(Collection entries)

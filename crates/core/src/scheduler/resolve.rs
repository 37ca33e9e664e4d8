//! Per-step resolution of agent, model, limits and task text.

use crate::agent_loop::LoopInvocation;
use crate::agents::AgentRegistry;
use crate::error::FailureCause;
use ledit_protocol::{ProcessDefinition, RunState, StepSpec, StepStatus};
use std::fmt::Write;
use std::time::Duration;

/// Everything the scheduler needs to run a step.
#[derive(Debug, Clone)]
pub struct ResolvedStep {
    pub step_id: String,
    /// Attempt ceiling, at least 1.
    pub max_attempts: u32,
    pub timeout: Option<Duration>,
    /// Template for each attempt; the scheduler fills in attempt and feedback.
    pub invocation: LoopInvocation,
}

/// Resolve a step against its process and the current run state.
///
/// # Errors
///
/// `FailureCause::AgentNotFound` if the step names an agent the process
/// does not define.
pub fn resolve_step(
    process: &ProcessDefinition,
    registry: &AgentRegistry,
    step: &StepSpec,
    state: &RunState,
) -> Result<ResolvedStep, FailureCause> {
    let agent = registry
        .get_agent(&step.agent_id)
        .ok_or_else(|| FailureCause::AgentNotFound(step.agent_id.clone()))?;

    let max_attempts = step
        .retries
        .filter(|&retries| retries > 0)
        .unwrap_or(process.settings.max_retries)
        .max(1);

    let timeout = step
        .timeout
        .filter(|&seconds| seconds > 0)
        .or(Some(process.settings.step_timeout).filter(|&seconds| seconds > 0))
        .map(Duration::from_secs);

    let instruction = if step.description.trim().is_empty() {
        step.name.clone()
    } else {
        step.description.clone()
    };

    let invocation = LoopInvocation {
        agent: agent.clone(),
        model: registry.effective_model(agent),
        instruction,
        context: compose_task(process, step, state),
        expected_output: step.expected_output.clone(),
        validation: process.validation.clone(),
        feedback: Vec::new(),
        attempt: 1,
        timeout,
    };

    Ok(ResolvedStep {
        step_id: step.id.clone(),
        max_attempts,
        timeout,
        invocation,
    })
}

/// Context handed to the agent alongside the step's instruction: the goal,
/// the step name, its inputs sorted by key, and the recorded result of each
/// completed dependency.
pub fn compose_task(process: &ProcessDefinition, step: &StepSpec, state: &RunState) -> String {
    let mut text = String::new();
    if !process.goal.trim().is_empty() {
        let _ = writeln!(text, "Process goal: {}", process.goal.trim());
    }
    let name = if step.name.is_empty() { &step.id } else { &step.name };
    let _ = writeln!(text, "Step: {name}");

    if !step.input.is_empty() {
        text.push_str("\nInputs:\n");
        // BTreeMap iterates in key order.
        for (key, value) in &step.input {
            let _ = writeln!(text, "- {key}: {value}");
        }
    }

    let results: Vec<(&str, &str)> = step
        .depends_on
        .iter()
        .filter_map(|dependency| state.step(dependency))
        .filter(|record| record.status == StepStatus::Completed)
        .filter_map(|record| {
            record
                .summary
                .as_deref()
                .map(|summary| (record.step_id.as_str(), summary))
        })
        .collect();
    if !results.is_empty() {
        text.push_str("\nResults of completed dependencies:\n");
        for (step_id, summary) in results {
            let _ = writeln!(text, "- {step_id}: {}", summary.trim());
        }
    }
    text
}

Prompt — Begin with the first line of the records and finish with the line containing "use std::fmt::Write;". Reproduce those lines exactly, both ends included, and nothing else.

Solution for this exercise —
filename crates/core/src/scheduler/resolve.rs
repository 37ca33e9e664e4d8
//! Per-step resolution of agent, model, limits and task text.

use crate::agent_loop::LoopInvocation;
use crate::agents::AgentRegistry;
use crate::error::FailureCause;
use ledit_protocol::{ProcessDefinition, RunState, StepSpec, StepStatus};
use std::fmt::Write;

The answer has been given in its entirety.